Analyzing Program Performance With Sun WorkShop

Understanding the Sampling Analyzer

The Sampling Analyzer measures, records, and analyzes the performance of an application. It can also compute an improved load order for functions in your application's address space and help you rebuild a tuned application.

Figure 2-3 The Sampling Analyzer's main window

Experiment menu	Provides commands for loading, exporting, printing, and deleting experiments and for creating mapfiles.
View menu	Provides commands for selecting, sorting, finding, and showing data.
Options menu	Provides commands for altering column widths and histogram names
Help menu	Provides online help
Data list box	Determines the kind of performance data to be analyzed
Display list box	Sets the display method for the data being analyzed
Unit radio buttons	Select the type of unit to view in the display pane.
Average legend	Displays the average percentage of time spent in performance problem areas contained in experiment samples.
Sample display pane	Contains graphical analyses of collected data.
Include Samples text field	Displays samples, sample ranges, and/or numbers of displayed samples. The text box is editable.
Arrow buttons	Let you step through an experiment, incrementing or decrementing the sample number by one per click, and view program behavior at each sample.
Message area	Displays information about current actions.

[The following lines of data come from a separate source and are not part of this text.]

/// JWT Authentication Middleware
///
/// Validates the bearer access token from the Authorization header and
/// injects its `AccessClaims` into request extensions for route handlers
/// (read them with `web::ReqData<AccessClaims>`).

use actix_web::{
    dev::{forward_ready, Service, ServiceRequest, ServiceResponse, Transform},
    Error, HttpMessage,
};
use futures::future::LocalBoxFuture;
use std::rc::Rc;

use crate::auth::{AccessClaims, TokenIssuer};
use crate::domain::Role;
use crate::error::{AppError, AuthError};

/// JWT middleware for protecting routes
///
/// With no allowed roles any valid access token passes. Otherwise the
/// token's role must be one of them, or the request fails with 403.
#[derive(Clone)]
pub struct JwtMiddleware {
    tokens: TokenIssuer,
    roles: Vec<Role>,
}

impl JwtMiddleware {
    pub fn new(tokens: TokenIssuer) -> Self {
        Self {
            tokens,
            roles: Vec::new(),
        }
    }

    /// Admit tokens carrying `role`
    pub fn allow(mut self, role: Role) -> Self {
        self.roles.push(role);
        self
    }
}

/// Extract the token from an `Authorization: Bearer <jwt>` header value
fn bearer_token(header: &str) -> Option<&str> {
    header
        .strip_prefix("Bearer ")
        .map(str::trim)
        .filter(|token| !token.is_empty())
}

impl<S, B> Transform<S, ServiceRequest> for JwtMiddleware
where
    S: Service<ServiceRequest, Response = ServiceResponse<B>, Error = Error> + 'static,
    S::Future: 'static,
    B: 'static,
{
    type Response = ServiceResponse<B>;
    type Error = Error;
    type InitError = ();
    type Transform = JwtMiddlewareService<S>;
    type Future = std::future::Ready<Result<Self::Transform, Self::InitError>>;

    fn new_transform(&self, service: S) -> Self::Future {
        std::future::ready(Ok(JwtMiddlewareService {
            service: Rc::new(service),
            tokens: self.tokens.clone(),
            roles: self.roles.clone(),
        }))
    }
}

pub struct JwtMiddlewareService<S> {
    service: Rc<S>,
    tokens: TokenIssuer,
    roles: Vec<Role>,
}

impl<S> JwtMiddlewareService<S> {
    fn authenticate(&self, req: &ServiceRequest) -> Result<AccessClaims, AppError> {
        let token = req
            .headers()
            .get("Authorization")
            .and_then(|h| h.to_str().ok())
            .and_then(bearer_token)
            .ok_or(AppError::Auth(AuthError::MissingToken))?;

        let claims = self.tokens.validate_access_token(token)?;

        if !self.roles.is_empty() && !self.roles.contains(&claims.role) {
            tracing::warn!(
                account_id = %claims.sub,
                role = %claims.role,
                path = %req.path(),
                "Access token role not permitted for route"
            );
            return Err(AppError::Auth(AuthError::Forbidden));
        }

        Ok(claims)
    }
}

impl<S, B> Service<ServiceRequest> for JwtMiddlewareService<S>
where
    S: Service<ServiceRequest, Response = ServiceResponse<B>, Error = Error> + 'static,
    S::Future: 'static,
    B: 'static,
{
    type Response = ServiceResponse<B>;
    type Error = Error;
    type Future = LocalBoxFuture<'static, Result<Self::Response, Self::Error>>;

    forward_ready!(service);

    fn call(&self, req: ServiceRequest) -> Self::Future {
        match self.authenticate(&req) {
            Ok(claims) => {
                tracing::debug!(
                    account_id = %claims.sub,
                    role = %claims.role,
                    "JWT validated successfully"
                );
                req.extensions_mut().insert(claims);

                let service = self.service.clone();
                Box::pin(async move { service.call(req).await })
            }
            Err(e) => Box::pin(async move { Err(e.into()) }),
        }
    }
}

#[cfg(test)]
mod tests {
    use super::*;

    #[test]
    fn test_bearer_token_parsing() {
        assert_eq!(bearer_token("Bearer abc.def.ghi"), Some("abc.def.ghi"));
        assert_eq!(bearer_token("Bearer "), None);
        assert_eq!(bearer_token("Basic dXNlcjpwYXNz"), None);
        assert_eq!(bearer_token("abc.def.ghi"), None);
    }
}
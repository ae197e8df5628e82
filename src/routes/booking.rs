/// Booking Routes
///
/// Book-borrowing records. Borrowers must be existing students or teachers.

use actix_web::{web, HttpResponse};
use chrono::{DateTime, Utc};
use serde::Deserialize;
use serde_json::json;

use crate::domain::Role;
use crate::error::AppError;
use crate::services::{BookingRequest, BookingService};

#[derive(Deserialize)]
#[serde(rename_all = "camelCase")]
pub struct CreateBookingRequest {
    pub book_title: Option<String>,
    pub borrower_email: Option<String>,
    pub borrower_role: Option<Role>,
    pub due_at: Option<DateTime<Utc>>,
}

impl From<CreateBookingRequest> for BookingRequest {
    fn from(form: CreateBookingRequest) -> Self {
        BookingRequest {
            book_title: form.book_title,
            borrower_email: form.borrower_email,
            borrower_role: form.borrower_role,
            due_at: form.due_at,
        }
    }
}

/// POST /booking
///
/// # Errors
/// - 400: Missing title/email/role, admin borrower, or a due date in the past
/// - 404: No account of that role with the borrower email
pub async fn create_booking(
    form: web::Json<CreateBookingRequest>,
    bookings: web::Data<BookingService>,
) -> Result<HttpResponse, AppError> {
    let booking = bookings.create(form.into_inner().into()).await?;

    Ok(HttpResponse::Created().json(json!({ "booking": booking })))
}

/// GET /bookings
pub async fn list_bookings(
    bookings: web::Data<BookingService>,
) -> Result<HttpResponse, AppError> {
    let bookings = bookings.list_all().await?;

    Ok(HttpResponse::Ok().json(json!({ "bookings": bookings })))
}

async fn borrowed_by(
    role: Role,
    email: &str,
    bookings: &BookingService,
) -> Result<HttpResponse, AppError> {
    let bookings = bookings.list_for_borrower(role, email).await?;

    Ok(HttpResponse::Ok().json(json!({ "bookings": bookings })))
}

/// GET /student/borrowed/{email}
pub async fn student_borrowed(
    path: web::Path<String>,
    bookings: web::Data<BookingService>,
) -> Result<HttpResponse, AppError> {
    borrowed_by(Role::Student, &path, &bookings).await
}

/// GET /teacher/borrowed/{email}
pub async fn teacher_borrowed(
    path: web::Path<String>,
    bookings: web::Data<BookingService>,
) -> Result<HttpResponse, AppError> {
    borrowed_by(Role::Teacher, &path, &bookings).await
}
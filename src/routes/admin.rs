/// Admin Routes
///
/// Registration, login and profile for admins, and the activation switches
/// admins use on student and teacher accounts. Everything except register
/// and login sits behind an admin bearer token.

use actix_web::{web, HttpResponse};
use serde_json::json;
use uuid::Uuid;

use crate::domain::Role;
use crate::error::AppError;
use crate::routes::auth::{login_as, register_as, LoginRequest, RegisterRequest};
use crate::services::AccountService;

/// POST /admin/register
pub async fn register_admin(
    form: web::Json<RegisterRequest>,
    accounts: web::Data<AccountService>,
) -> Result<HttpResponse, AppError> {
    register_as(Role::Admin, form.into_inner(), &accounts).await
}

/// POST /admin/login
pub async fn login_admin(
    form: web::Json<LoginRequest>,
    accounts: web::Data<AccountService>,
) -> Result<HttpResponse, AppError> {
    login_as(Role::Admin, form.into_inner(), &accounts).await
}

/// GET /admin/profile/{id}
pub async fn admin_profile(
    path: web::Path<Uuid>,
    accounts: web::Data<AccountService>,
) -> Result<HttpResponse, AppError> {
    let account = accounts
        .get_profile(path.into_inner(), Some(Role::Admin))
        .await?;

    Ok(HttpResponse::Ok().json(json!({ "admin": account.view() })))
}

/// Only students and teachers can be (de)activated
fn managed_role(segment: &str) -> Result<Role, AppError> {
    match segment.parse::<Role>() {
        Ok(role @ (Role::Student | Role::Teacher)) => Ok(role),
        _ => Err(AppError::not_found(format!("account type '{}'", segment))),
    }
}

async fn set_activation(
    path: web::Path<(String, String)>,
    accounts: web::Data<AccountService>,
    active: bool,
) -> Result<HttpResponse, AppError> {
    let (role, username) = path.into_inner();
    let role = managed_role(&role)?;

    let account = accounts.set_activation(role, &username, active).await?;
    let message = format!(
        "{} {}",
        role.title(),
        if active { "reactivated" } else { "deactivated" }
    );

    Ok(HttpResponse::Ok().json(json!({
        "message": message,
        role.as_str(): account.view(),
    })))
}

/// PATCH /admin/deactivate/{role}/{username}
///
/// # Errors
/// - 401: Missing or invalid access token
/// - 403: Token does not belong to an admin
/// - 404: No student/teacher with that username
pub async fn deactivate_account(
    path: web::Path<(String, String)>,
    accounts: web::Data<AccountService>,
) -> Result<HttpResponse, AppError> {
    set_activation(path, accounts, false).await
}

/// PATCH /admin/reactivate/{role}/{username}
pub async fn reactivate_account(
    path: web::Path<(String, String)>,
    accounts: web::Data<AccountService>,
) -> Result<HttpResponse, AppError> {
    set_activation(path, accounts, true).await
}
use chrono::{DateTime, Utc};
use serde::{Deserialize, Serialize};
use std::fmt;
use std::str::FromStr;
use uuid::Uuid;

use crate::error::ValidationError;

/// The three kinds of account the library knows about
#[derive(Debug, Clone, Copy, PartialEq, Eq, Hash, Serialize, Deserialize)]
#[serde(rename_all = "lowercase")]
pub enum Role {
    Admin,
    Teacher,
    Student,
}

impl Role {
    pub fn as_str(&self) -> &'static str {
        match self {
            Role::Admin => "admin",
            Role::Teacher => "teacher",
            Role::Student => "student",
        }
    }

    /// Capitalized form used in response keys (`newStudent`)
    pub fn title(&self) -> &'static str {
        match self {
            Role::Admin => "Admin",
            Role::Teacher => "Teacher",
            Role::Student => "Student",
        }
    }
}

impl fmt::Display for Role {
    fn fmt(&self, f: &mut fmt::Formatter<'_>) -> fmt::Result {
        f.write_str(self.as_str())
    }
}

impl FromStr for Role {
    type Err = ValidationError;

    fn from_str(s: &str) -> Result<Self, Self::Err> {
        match s.trim().to_ascii_lowercase().as_str() {
            "admin" => Ok(Role::Admin),
            "teacher" => Ok(Role::Teacher),
            "student" => Ok(Role::Student),
            _ => Err(ValidationError::InvalidFormat("role".to_string())),
        }
    }
}

/// A stored account. `password_hash` is always a bcrypt digest.
#[derive(Debug, Clone, PartialEq)]
pub struct Account {
    pub id: Uuid,
    pub role: Role,
    pub name: String,
    pub last_name: Option<String>,
    pub email: String,
    pub username: Option<String>,
    pub class_room: Option<String>,
    pub password_hash: String,
    pub is_deactivated: bool,
    pub created_at: DateTime<Utc>,
    pub updated_at: DateTime<Utc>,
}

impl Account {
    pub fn view(&self) -> AccountView {
        AccountView::from(self)
    }
}

/// Validated input for creating an account
#[derive(Debug, Clone)]
pub struct NewAccount {
    pub role: Role,
    pub name: String,
    pub last_name: Option<String>,
    pub email: String,
    pub username: Option<String>,
    pub class_room: Option<String>,
    pub password_hash: String,
}

impl NewAccount {
    pub fn into_account(self, id: Uuid, now: DateTime<Utc>) -> Account {
        Account {
            id,
            role: self.role,
            name: self.name,
            last_name: self.last_name,
            email: self.email,
            username: self.username,
            class_room: self.class_room,
            password_hash: self.password_hash,
            is_deactivated: false,
            created_at: now,
            updated_at: now,
        }
    }
}

/// Partial profile update; `None` leaves the field untouched
#[derive(Debug, Clone, Default, PartialEq)]
pub struct ProfileUpdate {
    pub name: Option<String>,
    pub last_name: Option<String>,
    pub username: Option<String>,
    pub class_room: Option<String>,
}

impl ProfileUpdate {
    pub fn is_empty(&self) -> bool {
        self.name.is_none()
            && self.last_name.is_none()
            && self.username.is_none()
            && self.class_room.is_none()
    }

    pub fn apply(&self, account: &mut Account) {
        if let Some(name) = &self.name {
            account.name = name.clone();
        }
        if let Some(last_name) = &self.last_name {
            account.last_name = Some(last_name.clone());
        }
        if let Some(username) = &self.username {
            account.username = Some(username.clone());
        }
        if let Some(class_room) = &self.class_room {
            account.class_room = Some(class_room.clone());
        }
    }
}

/// Public representation of an account. Never carries the password hash.
#[derive(Debug, Clone, Serialize, Deserialize, PartialEq)]
#[serde(rename_all = "camelCase")]
pub struct AccountView {
    pub id: Uuid,
    pub role: Role,
    pub name: String,
    #[serde(skip_serializing_if = "Option::is_none")]
    pub last_name: Option<String>,
    pub email: String,
    #[serde(skip_serializing_if = "Option::is_none")]
    pub username: Option<String>,
    #[serde(skip_serializing_if = "Option::is_none")]
    pub class_room: Option<String>,
    pub is_deactivated: bool,
    pub created_at: DateTime<Utc>,
}

impl From<&Account> for AccountView {
    fn from(account: &Account) -> Self {
        Self {
            id: account.id,
            role: account.role,
            name: account.name.clone(),
            last_name: account.last_name.clone(),
            email: account.email.clone(),
            username: account.username.clone(),
            class_room: account.class_room.clone(),
            is_deactivated: account.is_deactivated,
            created_at: account.created_at,
        }
    }
}

#[cfg(test)]
mod tests {
    use super::*;

    fn sample_account() -> Account {
        NewAccount {
            role: Role::Student,
            name: "Jana".to_string(),
            last_name: Some("Novak".to_string()),
            email: "jana@example.com".to_string(),
            username: Some("jnovak".to_string()),
            class_room: Some("1A".to_string()),
            password_hash: "$2b$04$abcdefghijklmnopqrstuv".to_string(),
        }
        .into_account(Uuid::new_v4(), Utc::now())
    }

    #[test]
    fn test_role_parsing() {
        assert_eq!("student".parse::<Role>().unwrap(), Role::Student);
        assert_eq!(" Teacher ".parse::<Role>().unwrap(), Role::Teacher);
        assert_eq!("ADMIN".parse::<Role>().unwrap(), Role::Admin);
        assert!("librarian".parse::<Role>().is_err());
    }

    #[test]
    fn test_new_account_starts_active() {
        let account = sample_account();
        assert!(!account.is_deactivated);
        assert_eq!(account.created_at, account.updated_at);
    }

    #[test]
    fn test_view_hides_password_hash() {
        let account = sample_account();
        let json = serde_json::to_value(account.view()).unwrap();

        assert!(json.get("passwordHash").is_none());
        assert!(json.get("password").is_none());
        assert_eq!(json["email"], "jana@example.com");
        assert_eq!(json["lastName"], "Novak");
        assert_eq!(json["classRoom"], "1A");
        assert_eq!(json["role"], "student");
        assert_eq!(json["isDeactivated"], false);
    }

    #[test]
    fn test_profile_update_applies_only_given_fields() {
        let mut account = sample_account();
        let update = ProfileUpdate {
            class_room: Some("2B".to_string()),
            ..Default::default()
        };
        update.apply(&mut account);

        assert_eq!(account.class_room.as_deref(), Some("2B"));
        assert_eq!(account.name, "Jana");
        assert_eq!(account.username.as_deref(), Some("jnovak"));
        assert!(!update.is_empty());
        assert!(ProfileUpdate::default().is_empty());
    }
}
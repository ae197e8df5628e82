use chrono::{DateTime, Utc};
use uuid::Uuid;

/// A refresh-whitelist entry. One per login; an account may hold many.
///
/// Only the SHA-256 hash of the refresh token is kept.
#[derive(Debug, Clone, PartialEq)]
pub struct Session {
    pub session_id: Uuid,
    pub account_id: Uuid,
    pub refresh_token_hash: String,
    pub issued_at: DateTime<Utc>,
}
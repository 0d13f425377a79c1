use tokio_util::sync::CancellationToken;
use tracing_subscriber::{layer::SubscriberExt, util::SubscriberInitExt};

use openlaunch_worker::PromotionJob;

#[tokio::main]
async fn main() {
    dotenvy::dotenv().ok();

    tracing_subscriber::registry()
        .with(
            tracing_subscriber::EnvFilter::try_from_default_env()
                .unwrap_or_else(|_| "openlaunch_worker=info,openlaunch_db=info".into()),
        )
        .with(tracing_subscriber::fmt::layer())
        .init();

    let database_url = std::env::var("DATABASE_URL").expect("DATABASE_URL must be set");
    let interval = PromotionJob::interval_from_env();

    let pool = openlaunch_db::create_pool(&database_url)
        .await
        .expect("Failed to connect to database");
    openlaunch_db::health_check(&pool)
        .await
        .expect("Database health check failed");
    tracing::info!("Database connection pool created");

    let cancel = CancellationToken::new();
    let job = PromotionJob::new(pool, interval);
    let handle = {
        let cancel = cancel.clone();
        tokio::spawn(async move { job.run(cancel).await })
    };

    if let Err(e) = tokio::signal::ctrl_c().await {
        tracing::error!(error = %e, "Failed to listen for Ctrl-C");
    }
    tracing::info!("Received shutdown signal");

    cancel.cancel();
    if let Err(e) = handle.await {
        tracing::error!(error = %e, "Promotion job task failed");
    }

    tracing::info!("Worker stopped");
}
pub mod admin;
pub mod categories;
pub mod launches;
pub mod projects;
pub mod upvotes;
//! Route definitions for the admin dashboard.

use axum::routing::get;
use axum::Router;

use crate::handlers::admin;
use crate::state::AppState;

/// Routes mounted at `/admin`. Every handler requires the admin role.
///
/// ```text
/// GET    /stats                     get_stats
/// ```
pub fn router() -> Router<AppState> {
    Router::new().route("/stats", get(admin::get_stats))
}
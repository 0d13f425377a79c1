use crate::types::DbId;

#[derive(Debug, thiserror::Error)]
pub enum CoreError {
    #[error("Entity not found: {entity} with id {id}")]
    NotFound { entity: &'static str, id: DbId },

    #[error("Validation failed: {0}")]
    Validation(String),

    #[error("Conflict: {0}")]
    Conflict(String),

    #[error("Unauthorized: {0}")]
    Unauthorized(String),

    #[error("Forbidden: {0}")]
    Forbidden(String),

    #[error("Internal error: {0}")]
    Internal(String),
}

impl From<validator::ValidationErrors> for CoreError {
    fn from(errors: validator::ValidationErrors) -> Self {
        CoreError::Validation(errors.to_string())
    }
}
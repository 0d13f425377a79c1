//! Route definitions for draft projects.

use axum::routing::{get, post};
use axum::Router;

use crate::handlers::projects;
use crate::state::AppState;

/// Routes mounted at `/projects`.
///
/// ```text
/// POST   /                          create_project
/// GET    /{id}                      get_project
/// ```
pub fn router() -> Router<AppState> {
    Router::new()
        .route("/", post(projects::create_project))
        .route("/{id}", get(projects::get_project))
}
//! Chat notifications for newly scheduled launches.
//!
//! [`LaunchNotifier`] subscribes to the [`EventBus`](crate::bus::EventBus)
//! and posts a short announcement to a chat webhook for every
//! [`LAUNCH_SCHEDULED`] event. Delivery runs detached from the request that
//! scheduled the launch: a failed or slow webhook is logged and never
//! reaches the caller.

use openlaunch_core::launch::LaunchTier;
use tokio::sync::broadcast;
use tokio_util::sync::CancellationToken;

use crate::bus::{PlatformEvent, LAUNCH_SCHEDULED};
use crate::delivery::webhook::WebhookDelivery;

/// Background service announcing scheduled launches.
#[derive(Clone)]
pub struct LaunchNotifier {
    delivery: WebhookDelivery,
    webhook_url: String,
    app_url: String,
}

impl LaunchNotifier {
    /// `app_url` is the public site root used to link the project page.
    pub fn new(webhook_url: impl Into<String>, app_url: impl Into<String>) -> Self {
        Self {
            delivery: WebhookDelivery::new(),
            webhook_url: webhook_url.into(),
            app_url: app_url.into().trim_end_matches('/').to_string(),
        }
    }

    /// Use a specific delivery client (e.g. with a shorter backoff).
    pub fn with_delivery(mut self, delivery: WebhookDelivery) -> Self {
        self.delivery = delivery;
        self
    }

    /// Build the chat message for an event.
    ///
    /// Returns `None` for events other than [`LAUNCH_SCHEDULED`].
    pub fn chat_message(&self, event: &PlatformEvent) -> Option<serde_json::Value> {
        if event.event_type != LAUNCH_SCHEDULED {
            return None;
        }
        let payload = &event.payload;
        let field = |key: &str| payload[key].as_str().unwrap_or_default().to_string();

        let tier = match field("tier").parse::<LaunchTier>() {
            Ok(LaunchTier::Free) => "Free",
            Ok(LaunchTier::Premium) => "Premium",
            Ok(LaunchTier::PremiumPlus) => "Premium Plus",
            Err(_) => "Unknown",
        };

        let content = format!(
            "New launch scheduled: **{name}** on {date} ({tier})\nWebsite: {website}\nProject: {app}/projects/{slug}",
            name = field("project_name"),
            date = field("scheduled_date"),
            website = field("website_url"),
            app = self.app_url,
            slug = field("project_slug"),
        );
        Some(serde_json::json!({ "content": content }))
    }

    /// Run the notification loop until `cancel` fires or the bus closes.
    pub async fn run(self, mut receiver: broadcast::Receiver<PlatformEvent>, cancel: CancellationToken) {
        tracing::info!(url = %self.webhook_url, "Launch notifier started");
        loop {
            tokio::select! {
                _ = cancel.cancelled() => {
                    tracing::info!("Launch notifier stopping");
                    break;
                }
                received = receiver.recv() => match received {
                    Ok(event) => self.dispatch(&event),
                    Err(broadcast::error::RecvError::Lagged(n)) => {
                        tracing::warn!(skipped = n, "Launch notifier lagged, some notifications were dropped");
                    }
                    Err(broadcast::error::RecvError::Closed) => {
                        tracing::info!("Event bus closed, launch notifier shutting down");
                        break;
                    }
                },
            }
        }
    }

    fn dispatch(&self, event: &PlatformEvent) {
        let Some(message) = self.chat_message(event) else {
            return;
        };
        let delivery = self.delivery.clone();
        let url = self.webhook_url.clone();
        let launch_id = event.source_entity_id;
        tokio::spawn(async move {
            match delivery.deliver(&url, &message).await {
                Ok(()) => tracing::debug!(?launch_id, "Launch notification delivered"),
                Err(e) => tracing::warn!(?launch_id, error = %e, "Launch notification not delivered"),
            }
        });
    }
}
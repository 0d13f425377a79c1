//! Role-gated extractors built on [`AuthUser`].

use axum::extract::FromRequestParts;
use axum::http::request::Parts;
use openlaunch_core::error::CoreError;

use super::auth::AuthUser;
use crate::error::AppError;
use crate::state::AppState;

/// Requires the `admin` role. Rejects with 403 Forbidden otherwise, or 401
/// when there is no valid token at all.
///
/// ```ignore
/// async fn admin_only(RequireAdmin(admin): RequireAdmin) -> AppResult<Json<()>> {
///     Ok(Json(()))
/// }
/// ```
pub struct RequireAdmin(pub AuthUser);

impl FromRequestParts<AppState> for RequireAdmin {
    type Rejection = AppError;

    async fn from_request_parts(
        parts: &mut Parts,
        state: &AppState,
    ) -> Result<Self, Self::Rejection> {
        let user = AuthUser::from_request_parts(parts, state).await?;
        if !user.is_admin() {
            return Err(AppError::Core(CoreError::Forbidden(
                "Admin role required".into(),
            )));
        }
        Ok(RequireAdmin(user))
    }
}
use axum::http::StatusCode;
use axum::response::{IntoResponse, Response};
use openlaunch_core::error::CoreError;
use openlaunch_scheduler::ScheduleError;
use serde_json::json;

/// Application-level error type for HTTP handlers.
///
/// Wraps [`CoreError`] for domain errors, [`ScheduleError`] for launch
/// scheduling rejections, and adds HTTP-specific variants. Implements
/// [`IntoResponse`] to produce consistent JSON error responses.
#[derive(Debug, thiserror::Error)]
pub enum AppError {
    /// A domain-level error from `openlaunch_core`.
    #[error(transparent)]
    Core(#[from] CoreError),

    /// A scheduling rejection or failure from `openlaunch_scheduler`.
    #[error(transparent)]
    Schedule(#[from] ScheduleError),

    /// A database error from sqlx.
    #[error("Database error: {0}")]
    Database(#[from] sqlx::Error),

    /// A bad request with a human-readable message.
    #[error("Bad request: {0}")]
    BadRequest(String),

    /// A missing resource addressed by something other than a numeric id.
    #[error("Not found: {0}")]
    NotFound(String),

    /// An internal error with a human-readable message.
    #[error("Internal error: {0}")]
    InternalError(String),
}

/// Convenience type alias for handler return values.
pub type AppResult<T> = Result<T, AppError>;

impl IntoResponse for AppError {
    fn into_response(self) -> Response {
        let (status, code, message) = match &self {
            // --- CoreError variants ---
            AppError::Core(core) => match core {
                CoreError::NotFound { entity, id } => (
                    StatusCode::NOT_FOUND,
                    "NOT_FOUND",
                    format!("{entity} with id {id} not found"),
                ),
                CoreError::Validation(msg) => {
                    (StatusCode::BAD_REQUEST, "VALIDATION_ERROR", msg.clone())
                }
                CoreError::Conflict(msg) => (StatusCode::CONFLICT, "CONFLICT", msg.clone()),
                CoreError::Unauthorized(msg) => {
                    (StatusCode::UNAUTHORIZED, "UNAUTHORIZED", msg.clone())
                }
                CoreError::Forbidden(msg) => (StatusCode::FORBIDDEN, "FORBIDDEN", msg.clone()),
                CoreError::Internal(msg) => {
                    tracing::error!(error = %msg, "Internal core error");
                    (
                        StatusCode::INTERNAL_SERVER_ERROR,
                        "INTERNAL_ERROR",
                        "An internal error occurred".to_string(),
                    )
                }
            },

            // --- Scheduling rejections carry extra detail fields ---
            AppError::Schedule(err) => return schedule_error_response(err),

            // --- Database errors ---
            AppError::Database(err) => classify_sqlx_error(err),

            // --- HTTP-specific errors ---
            AppError::BadRequest(msg) => (StatusCode::BAD_REQUEST, "BAD_REQUEST", msg.clone()),
            AppError::NotFound(msg) => (StatusCode::NOT_FOUND, "NOT_FOUND", msg.clone()),
            AppError::InternalError(msg) => {
                tracing::error!(error = %msg, "Internal error");
                (
                    StatusCode::INTERNAL_SERVER_ERROR,
                    "INTERNAL_ERROR",
                    "An internal error occurred".to_string(),
                )
            }
        };

        let body = json!({
            "error": message,
            "code": code,
        });

        (status, axum::Json(body)).into_response()
    }
}

/// Map a scheduling error to its HTTP status.
pub fn schedule_status(err: &ScheduleError) -> StatusCode {
    match err {
        ScheduleError::OutOfWindow { .. } => StatusCode::UNPROCESSABLE_ENTITY,
        ScheduleError::UserLimitExceeded { .. }
        | ScheduleError::SlotFull { .. }
        | ScheduleError::AlreadyScheduled { .. } => StatusCode::CONFLICT,
        ScheduleError::InvalidRequest(_) => StatusCode::BAD_REQUEST,
        ScheduleError::TransientFailure(_) => StatusCode::SERVICE_UNAVAILABLE,
    }
}

/// Scheduling rejections carry their structured details next to the
/// standard `error` and `code` fields.
fn schedule_error_response(err: &ScheduleError) -> Response {
    let mut body = json!({
        "error": err.user_message(),
        "code": err.code(),
        "retryable": err.is_retryable(),
    });

    let details = match err {
        ScheduleError::OutOfWindow {
            tier,
            date,
            earliest,
            latest,
        } => json!({ "tier": tier, "date": date, "earliest": earliest, "latest": latest }),
        ScheduleError::UserLimitExceeded { count, limit } => {
            json!({ "count": count, "limit": limit })
        }
        ScheduleError::SlotFull { tier, date } => json!({ "tier": tier, "date": date }),
        ScheduleError::AlreadyScheduled { project_id } => json!({ "project_id": project_id }),
        ScheduleError::InvalidRequest(_) => json!({}),
        ScheduleError::TransientFailure(msg) => {
            tracing::error!(error = %msg, "Launch scheduling failed transiently");
            json!({})
        }
    };
    if let (Some(body), serde_json::Value::Object(details)) = (body.as_object_mut(), details) {
        body.extend(details);
    }

    (schedule_status(err), axum::Json(body)).into_response()
}

/// Classify a sqlx error into an HTTP status, error code, and message.
///
/// - `RowNotFound` maps to 404.
/// - Unique constraint violations (constraint name starting with `uq_`) map to 409.
/// - Everything else maps to 500 with a sanitized message.
fn classify_sqlx_error(err: &sqlx::Error) -> (StatusCode, &'static str, String) {
    match err {
        sqlx::Error::RowNotFound => (
            StatusCode::NOT_FOUND,
            "NOT_FOUND",
            "Resource not found".to_string(),
        ),
        sqlx::Error::Database(db_err) => {
            // PostgreSQL unique constraint violation: error code 23505
            if db_err.code().as_deref() == Some("23505") {
                let constraint = db_err.constraint().unwrap_or("unknown");
                if constraint.starts_with("uq_") {
                    return (
                        StatusCode::CONFLICT,
                        "CONFLICT",
                        format!("Duplicate value violates unique constraint: {constraint}"),
                    );
                }
            }
            tracing::error!(error = %db_err, "Database error");
            (
                StatusCode::INTERNAL_SERVER_ERROR,
                "INTERNAL_ERROR",
                "An internal error occurred".to_string(),
            )
        }
        other => {
            tracing::error!(error = %other, "Database error");
            (
                StatusCode::INTERNAL_SERVER_ERROR,
                "INTERNAL_ERROR",
                "An internal error occurred".to_string(),
            )
        }
    }
}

The Sampling Analyzer examines an experiment record written by the Sampling Collector and displays it graphically on screen. The er_export utility converts the data of the experiment record to ASCII format, and the er_print utility prints the data of the current display to a file or printer. These two utilities are invoked from the Export and Print entries in the Experiment menu. They are not normally run from the command line.

Loading an Experiment

You can load an experiment both as the Sampling Analyzer is opening and after the Sampling Analyzer is already open. By default, experiment data is shown using Overview display, but you can change the view to a Histogram, Cumulative, Address Space, or Statistics display, depending on the nature of the data.

To load an experiment as the Sampling Analyzer opens, double-click the experiment name in the Load Experiment dialog box that is displayed when the Sampling Analyzer window opens.

Or, navigate to the experiment name you want, and double-click it.

To load an experiment after the Sampling Analyzer is already open:

Choose Experiment > Load.

Type the name of the experiment in the Name text box or double-click its entry in the file filter.

Or, navigate to the experiment name you want, and double-click it.

Selecting Data Types for Viewing

The Sampling Analyzer allows you to view different types of collected data. You can specify the kind of data that would help you improve your application's performance.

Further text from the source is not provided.